Die Stimme der Mutter, gesungen von Rita Ahonen überzeugt im Terzett mit Antonia und Mirakel.
Die Koreanerin Sunyoung Seo, dem Basler Publikum in guter Erinnerung als Elsa (Lohengrin) und Tatjana (Eugen Onegin), brilliert in ihrer Rolle als Hoffmanns dritte Geliebte Giulietta.

Andreas Jaeggi
als Spalanzani,  das OperAvenir Mitglied Kang Wang als Nathanael, Crespel wurde von Andrew Murphy gesungen. Als Schlemihl und Hermann überzeugte Zachary Altmann, auch er Mitglied im Opernstudio „OperAvenir“. Als Luther stand Eckhard Otto auf der Bühne.
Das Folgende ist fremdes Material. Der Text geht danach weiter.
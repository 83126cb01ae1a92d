//! Transaction Coordinator
//!
//! Public entry point for the bot layer and payment-gateway callbacks.
//! Sequences every business operation as an atomic per-user unit through
//! the Balance Engine, then runs the cross-account follow-ups (referral
//! accrual, notifications) as separate steps in causal order.

use std::sync::Arc;
use tracing::{error, info, warn};

use super::observer::{LedgerEvent, LedgerObserver};
use super::policy::LedgerPolicy;
use crate::account::{Account, HoldKind};
use crate::balance::Pool;
use crate::core_types::{Amount, EntryId, UserId};
use crate::engine::{BalanceEngine, EntryMeta, Posting, WithdrawalOutcome};
use crate::error::{IntegrityWarning, LedgerError};
use crate::ledger::{LedgerEntry, Operation};
use crate::money;
use crate::referral::{AccrualOutcome, LinkOutcome, ReferralConfig, ReferralEngine};
use crate::store::{Idempotency, LedgerStore, Receipt, RequestFingerprint};

/// Operator adjustment direction
#[derive(Debug, Clone, Copy, PartialEq, Eq)]
pub enum Adjustment {
    Credit,
    Debit,
}

/// Result of `open_account`
#[derive(Debug, Clone, PartialEq, Eq)]
pub struct OpenOutcome {
    pub account: Account,
    pub created: bool,
    /// Referral link written (or replayed) for this account
    pub link: Option<LinkOutcome>,
    pub warnings: Vec<IntegrityWarning>,
}

/// Result of an operation that settles a sale or purchase
#[derive(Debug, Clone, PartialEq, Eq)]
pub struct SettlementOutcome {
    pub receipt: Receipt,
    pub accrual: AccrualOutcome,
}

/// Totals across all accounts
#[derive(Debug, Clone, Copy, Default, PartialEq, Eq)]
pub struct LedgerSummary {
    pub accounts: usize,
    pub spendable: u128,
    pub held: u128,
    pub topup: u128,
    pub withdrawal_processing: u128,
    pub referral_earnings: u128,
    pub open_holds: usize,
}

impl LedgerSummary {
    pub fn total(&self) -> u128 {
        self.spendable + self.held + self.topup + self.withdrawal_processing
    }
}

pub struct TransactionCoordinator {
    store: Arc<LedgerStore>,
    engine: Arc<BalanceEngine>,
    referral: ReferralEngine,
    policy: LedgerPolicy,
    observers: Vec<Arc<dyn LedgerObserver>>,
}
Die zahlreichen und anspruchsvollen Chorpartien, einstudiert vom Chordirektor Henryk Polus, wurden vom Basler Theater Chor bravourös gemeistert.
Unter der feinfühligen Stabführung von Enrico Delamboye, seines Zeichens GMD in Koblenz, musizierte das Symphonieorchester Basel SOB subtil mit hörbarer Begeisterung und hohem professionellem Können.
Bühne und Video: Silvia Merlo und Ulf Stengl    Kostüme: Lydia Kirchleitner
Choreographie: Galina Gladkova-Hoffmann 

Das Basler Premierenpublikum belohnte das Team um Enrico Delamboye und Elmar Goerden mit freundlichem, nicht allzu enthusiastischem Applaus. Sicherlich erwarteten die Zuschauer/-Innen eine der üblichen, besser bekannten Interpretationen. Frenetischen Applaus erhielten die Solisten ebenso wie der Chor und das Orchester mit seinem Dirigenten.

 Es ist so wie Goerden es ausgedrückt hat: „Es ist die Oper, welche wir am besten nicht kennen.“

Dank der Intendanz der  Theater Basel, welche eine wegweisende Inszenierung ermöglicht hat!